En Vilna todo es oscuro. La noche cae de golpe a las cuatro de la tarde, con prisa por taparlo todo con su negra capa, después de un día gris, espeso, ceniciento, helado. La pobre iluminación de sus calles, sobre todo las secundarias, apenas puede con la negrura de esta noche que parece no tener fin. Todo invita a no salir de casa, o del hotel en este caso, aunque este sea de todo menos acogedor. 

Es un hotel funcional, soviético. Tiene de todo (al menos todo lo necesario para sobrevivir), pero sin una sola comodidad. Pasillos desnudos y desangelados te llevan hasta la puerta de tu habitación, que bien podría ser la entrada de uno de esos despachos de los tiempos de la guerra fría donde un funcionario ultima el plan quinquenal sin ninguna concesión extra al bienestar.

La temperatura en la habitación es la justa para no tener frío, pero tampoco para sentirte demasiado a gusto. De pronto descubres una corriente de aire invernal a ras del suelo que te hiela el cuerpo entero desde los pies. El espacio es estrecho, con una cama de matrimonio con un colchón demasiado usado, sin mullir, con las sábanas sueltas y pequeñas, y unas almohadas que parecen recién utilizadas. El baño es de gasolinera, pero limpio y seco. Y la ducha está en un cuarto aparte, cerrado con puerta, con un jabón maloliente que, sencillamente, te hace arrugar la nariz mientras te lavas deprisa y corriendo. 

Así las cosas tenía dos opciones: o meterme en la cama a eso de las nueve de la noche (una hora menos en España) para cerrar los ojos y pasar inconsciente las horas que tenía que permanecer ahí hasta la mañana siguiente, o bien echarme a la oscuridad de la noche y cenar por el centro antiguo de la ciudad.

Opté por la segunda posibilidad, ataviado con bufanda y gorro. Los guantes llegarían después, en cuanto mis dedos empezaron a dar signos de incipiente congelación. Para llegar a la parte antigua de Vilna crucé calles donde no ves ni dónde pisas por la falta de luz. Calles vacías, sin un alma, negras, húmedas, donde el único signo de vida aparece en alguna ventana iluminada en los edificios. Para alcanzar el centro hay que cruzar un puente, el King Mindaugas Bridge.
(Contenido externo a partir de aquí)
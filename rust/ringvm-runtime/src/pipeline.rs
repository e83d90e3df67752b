//! Pipeline orchestration: N machines, one program, connected by channels.
//!
//! ```text
//!   chain:  seed -> [0] -> [1] -> ... -> [N-1] -> collector
//!   ring:   seed -> [0] -> [1] -> ... -> [N-1] --+
//!                    ^----------------------------+
//! ```
//!
//! Every machine's input channel is seeded with its phase setting before any
//! executor starts, so the first value a machine reads is always its phase.
//! The external seed then goes into channel 0 and the orchestrator joins
//! every executor. The result is the last value machine `N-1` emitted.
//!
//! A machine that halts normally closes its input edge. Whatever its producer
//! emits afterwards is dropped by the producer's executor rather than failing
//! it; in the ring this is what lets machine `N-1` make its final emission
//! after machine 0 has halted.

use crate::cancel::CancelToken;
use crate::channel::{channel, ChannelError, ChannelPolicy, OnFull, Receiver, Sender};
use crate::executor::{self, Executor, ExecutorError, MachineReport};
use ringvm_core::{Machine, MachineConfig, Program, VmError};
use serde::Serialize;
use std::collections::HashSet;
use std::io;
use thiserror::Error;
use tracing::{debug, instrument, warn};

#[derive(Debug, Clone, Copy, PartialEq, Eq, Default, Serialize)]
#[serde(rename_all = "lowercase")]
pub enum Topology {
    #[default]
    Chain,
    Ring,
}

#[derive(Debug, Error)]
pub enum PipelineError {
    #[error("program: {0}")]
    Program(VmError),
    #[error("invalid phase settings: {0}")]
    InvalidPhases(String),
    #[error("invalid channel policy: {0}")]
    InvalidPolicy(String),
    #[error("seeding machine {index}: {source}")]
    Seed {
        index: usize,
        #[source]
        source: ChannelError,
    },
    #[error("machine {index}: {source}")]
    Machine {
        index: usize,
        #[source]
        source: VmError,
    },
    #[error("machine {index} executor panicked: {message}")]
    ExecutorPanicked { index: usize, message: String },
    #[error("failed to spawn executor thread: {0}")]
    Spawn(#[from] io::Error),
    #[error("last machine produced no output")]
    NoOutput,
}

impl PipelineError {
    fn from_executor(index: usize, err: ExecutorError) -> Self {
        match err {
            ExecutorError::Machine(source) => PipelineError::Machine { index, source },
            ExecutorError::Panicked(message) => PipelineError::ExecutorPanicked { index, message },
        }
    }
}

/// Outcome of a successful run.
#[derive(Debug, Clone, PartialEq, Eq, Serialize)]
pub struct PipelineRun {
    pub output: i64,
    pub topology: Topology,
    pub reports: Vec<MachineReport>,
}

#[derive(Debug, Clone)]
pub struct Pipeline {
    program: Program,
    topology: Topology,
    policy: ChannelPolicy,
    seed: i64,
    config: MachineConfig,
}

impl Pipeline {
    pub fn new(program: Program) -> Self {
        Self {
            program,
            topology: Topology::Chain,
            policy: ChannelPolicy::Unbounded,
            seed: 0,
            config: MachineConfig::default(),
        }
    }

    pub fn topology(mut self, topology: Topology) -> Self {
        self.topology = topology;
        self
    }

    pub fn channel_policy(mut self, policy: ChannelPolicy) -> Self {
        self.policy = policy;
        self
    }

    /// Value injected into channel 0 after all executors start. Defaults to 0.
    pub fn seed(mut self, seed: i64) -> Self {
        self.seed = seed;
        self
    }

    pub fn machine_config(mut self, config: MachineConfig) -> Self {
        self.config = config;
        self
    }

    /// Run one machine per phase setting until every machine has stopped.
    #[instrument(skip(self), fields(topology = ?self.topology))]
    pub fn run(&self, phases: &[i64]) -> Result<PipelineRun, PipelineError> {
        validate_phases(phases)?;
        validate_policy(self.policy)?;
        let n = phases.len();

        let (senders, receivers): (Vec<Sender<i64>>, Vec<Receiver<i64>>) =
            (0..n).map(|_| channel(self.policy)).unzip();

        for (index, (tx, &phase)) in senders.iter().zip(phases).enumerate() {
            tx.put(phase)
                .map_err(|source| PipelineError::Seed { index, source })?;
        }
        debug!(machines = n, "phase settings seeded");

        let head = senders[0].clone();
        // Chain: the orchestrator owns the collector at the end of the line.
        let (outputs, _collector): (Vec<Sender<i64>>, Option<Receiver<i64>>) = match self.topology
        {
            Topology::Ring => {
                let mut outputs = senders;
                outputs.rotate_left(1);
                (outputs, None)
            }
            Topology::Chain => {
                let (collector_tx, collector_rx) = channel(ChannelPolicy::Unbounded);
                let mut outputs = senders;
                outputs.remove(0);
                outputs.push(collector_tx);
                (outputs, Some(collector_rx))
            }
        };

        let cancel = CancelToken::new();
        let mut executors = Vec::with_capacity(n);
        for (index, (input, output)) in receivers.into_iter().zip(outputs).enumerate() {
            let machine = Machine::with_config(&self.program, self.config);
            match executor::spawn(index, machine, input, output, cancel.clone()) {
                Ok(exec) => executors.push(exec),
                Err(err) => {
                    cancel.cancel();
                    drop(head);
                    join_all(executors);
                    return Err(PipelineError::Spawn(err));
                }
            }
        }

        let injected = head.put_or_cancel(self.seed, &cancel);
        // Only machine N-1 (ring) may write channel 0 from here on; dropping
        // this handle lets a failure anywhere cascade around the loop.
        drop(head);
        match injected {
            Ok(()) => {}
            Err(source @ ChannelError::Full { .. }) => {
                cancel.cancel();
                join_all(executors);
                return Err(PipelineError::Seed { index: 0, source });
            }
            // Machine 0 already stopped; its own result says why.
            Err(err) => debug!(error = %err, "seed not delivered"),
        }

        let reports = collect(join_all(executors))?;
        let output = reports
            .last()
            .and_then(|r| r.last_output)
            .ok_or(PipelineError::NoOutput)?;
        debug!(output, "pipeline finished");
        Ok(PipelineRun {
            output,
            topology: self.topology,
            reports,
        })
    }
}

fn validate_phases(phases: &[i64]) -> Result<(), PipelineError> {
    if phases.is_empty() {
        return Err(PipelineError::InvalidPhases(
            "at least one phase setting is required".into(),
        ));
    }
    let mut seen = HashSet::with_capacity(phases.len());
    for &phase in phases {
        if !seen.insert(phase) {
            return Err(PipelineError::InvalidPhases(format!(
                "phase setting {} appears more than once",
                phase
            )));
        }
    }
    Ok(())
}

/// Channel 0 must hold a phase setting and the seed before machine 0 is
/// guaranteed to have read anything, and seeding happens before any executor
/// exists, so a rendezvous channel would never accept its phase.
fn validate_policy(policy: ChannelPolicy) -> Result<(), PipelineError> {
    match policy {
        ChannelPolicy::Bounded {
            capacity,
            on_full: OnFull::Fail,
        } if capacity < 2 => Err(PipelineError::InvalidPolicy(format!(
            "fail-fast channels need a capacity of at least 2, got {}",
            capacity
        ))),
        ChannelPolicy::Bounded { capacity: 0, .. } => Err(PipelineError::InvalidPolicy(
            "bounded channels need a capacity of at least 1".into(),
        )),
        _ => Ok(()),
    }
}

fn join_all(executors: Vec<Executor>) -> Vec<(usize, Result<MachineReport, ExecutorError>)> {
    executors
        .into_iter()
        .map(|exec| (exec.index(), exec.join()))
        .collect()
}

/// Reports in machine order, or the error that caused the run to fail.
///
/// `Interrupted` errors are what the other machines see once one of them has
/// stopped, so they are only reported when nothing else went wrong.
fn collect(
    results: Vec<(usize, Result<MachineReport, ExecutorError>)>,
) -> Result<Vec<MachineReport>, PipelineError> {
    let mut reports = Vec::with_capacity(results.len());
    let mut root: Option<(usize, ExecutorError)> = None;
    let mut cascade: Option<(usize, ExecutorError)> = None;
    for (index, result) in results {
        match result {
            Ok(report) => reports.push(report),
            Err(err) if err.is_cascade() => {
                cascade.get_or_insert((index, err));
            }
            Err(err) => {
                warn!(machine = index, error = %err, "pipeline machine failed");
                root.get_or_insert((index, err));
            }
        }
    }
    match root.or(cascade) {
        Some((index, err)) => Err(PipelineError::from_executor(index, err)),
        None => Ok(reports),
    }
}

/// Single pass through a chain of machines, no feedback edge.
pub fn run_network(program: &str, phases: &[i64]) -> Result<i64, PipelineError> {
    let program = Program::parse(program).map_err(PipelineError::Program)?;
    Ok(Pipeline::new(program).run(phases)?.output)
}

/// Ring of machines where the last output feeds back into the first input.
pub fn run_feedback_network(program: &str, phases: &[i64]) -> Result<i64, PipelineError> {
    let program = Program::parse(program).map_err(PipelineError::Program)?;
    Ok(Pipeline::new(program)
        .topology(Topology::Ring)
        .run(phases)?
        .output)
}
Al otro lado domina el castillo Gediminas, con la bandera tricolor lituana. El río no está helado todavía, pero en enero debe de ser una pista de hielo formidable. 

Al final, o al principio, de la avenida Gedimino está la extraña catedral de Vilna, con unas columnas inmensas que sujetan un pórtico de estilo griego. Al lado, una torreta vigila toda la plaza, donde unos ucranianos protestan con banderas europeas contra la decisión de su Gobierno de no firmar el acuerdo de asociación con la UE, para seguir en brazos de Moscú. De vez en cuando, una comitiva oficial cruza las calles desiertas para ir al palacio presidencial, donde hay una cena ofrecida por la presidenta local.
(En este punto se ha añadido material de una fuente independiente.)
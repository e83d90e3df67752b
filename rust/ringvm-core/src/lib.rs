//! ringvm core
//!
//! Program parsing, memory, instruction decoding and the single-machine
//! execution engine. Concurrency lives in `ringvm-runtime`.

pub mod decode;
pub mod disasm;
pub mod error;
pub mod io;
pub mod machine;
pub mod memory;
pub mod program;

pub use decode::{Instruction, Mode, Opcode};
pub use error::VmError;
pub use io::{FnInput, FnOutput, Input, NoInput, Output};
pub use machine::{
    run_single, run_with_config, run_with_inputs, Execution, Machine, MachineConfig,
    MachineStatus, StepOutcome,
};
pub use memory::Memory;
pub use program::Program;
Mi cena no es oficial, pero es más divertida seguro. Nos recogemos en un restaurante de estilo tradicional lituano, donde nos han reservado una mesa al fondo de lo que parece ser una antigua cueva reconvertida para la hostelería. Mucho codillo, crema de champiñones en un cuenco de pan negro, croquetas, salmón, un postre de chocolate... y cerveza que sabe a incienso. Todo, al cambio, sale por menos de 20 euros por cabeza.

Cuando salimos la noche sigue fría, pero ahora también llueve con timidez. Es una lluvia fina que cae sobre mojado. Es una humedad perenne, que se incrusta en tu cuerpo. No puedo evitar pensar lo que será morir de frío. Un escalofrío me deja tieso. Cuando llego al hotel, hasta mi desapacible habitación me parece una sauna. Bueno, más o menos. Pero como no hay nada que allí se pueda hacer, lo mejor es no mirar demasiado la cama, moverse lo menos posible, dormir y salir de allí cuanto antes al día siguiente. Aunque sea de nuevo a la fría oscuridad, donde al menos siempre puedes encontrar una luz que brille y te guíe a un lugar mejor. O eso sigo esperando. O ya solo imaginando.